Since the 1980s, industrial‐touristic infrastructure has covered newly emerging lands in geomorphic hazards‐prone areas of the coastal zone.
Time series analysis of high to very high resolution visible/radar satellite images acquired from the 1970s to present, revealed major landscape evolution. Such dynamic systems prevailing in recent decades permitted the study of human/environment interactions to help minimize their effects.

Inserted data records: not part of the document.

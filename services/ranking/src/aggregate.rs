//! Total-score and ranking computation
//!
//! `total_score(p) = Σ delta` over all entries for `p`. Summation is
//! commutative, so the result is independent of entry order and of any
//! read/write interleaving at the store.

use std::collections::HashMap;
use types::entry::ScoreEntry;
use types::ids::ParticipantId;
use types::participant::Participant;
use types::ranking::RankingRow;

/// Sum deltas per participant.
///
/// Participants with no entries do not appear in the result; the
/// leaderboard only lists participants with recorded activity.
/// Saturating addition keeps the fold total even at the i64 extremes.
pub fn totals(entries: &[ScoreEntry]) -> HashMap<ParticipantId, i64> {
    let mut sums: HashMap<ParticipantId, i64> = HashMap::new();
    for entry in entries {
        let sum = sums.entry(entry.participant_id.clone()).or_insert(0);
        *sum = sum.saturating_add(entry.delta.get());
    }
    sums
}

/// Derive the ranked leaderboard from ledger entries.
///
/// Rows are sorted by total score descending; ties break by name
/// ascending, then participant id ascending, so repeated queries over
/// the same ledger always produce the same order. Rank is the 1-based
/// position in the returned Vec.
///
/// An entry whose participant is missing from `participants` (which the
/// store's write-time check prevents) falls back to the raw id as its
/// display name rather than failing: this stays a total function.
pub fn rank(entries: &[ScoreEntry], participants: &[Participant]) -> Vec<RankingRow> {
    let names: HashMap<&ParticipantId, &str> = participants
        .iter()
        .map(|p| (&p.id, p.name.as_str()))
        .collect();

    let mut rows: Vec<RankingRow> = totals(entries)
        .into_iter()
        .map(|(participant_id, total_score)| {
            let name = names
                .get(&participant_id)
                .map(|n| n.to_string())
                .unwrap_or_else(|| participant_id.as_str().to_string());
            RankingRow {
                participant_id,
                name,
                total_score,
            }
        })
        .collect();

    rows.sort_by(|a, b| {
        b.total_score
            .cmp(&a.total_score)
            .then_with(|| a.name.cmp(&b.name))
            .then_with(|| a.participant_id.cmp(&b.participant_id))
    });
    rows
}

Major deformations of an industrial dike were analysed and quantified. The results underline the necessity in the Anthropocene of careful analysis of relevant data sources acquired before and during subsidence, particularly in karst topography zones and prior to the development of major human activities in economically appealing environments around the world. Copyright © 2016 John Wiley & Sons, Ltd.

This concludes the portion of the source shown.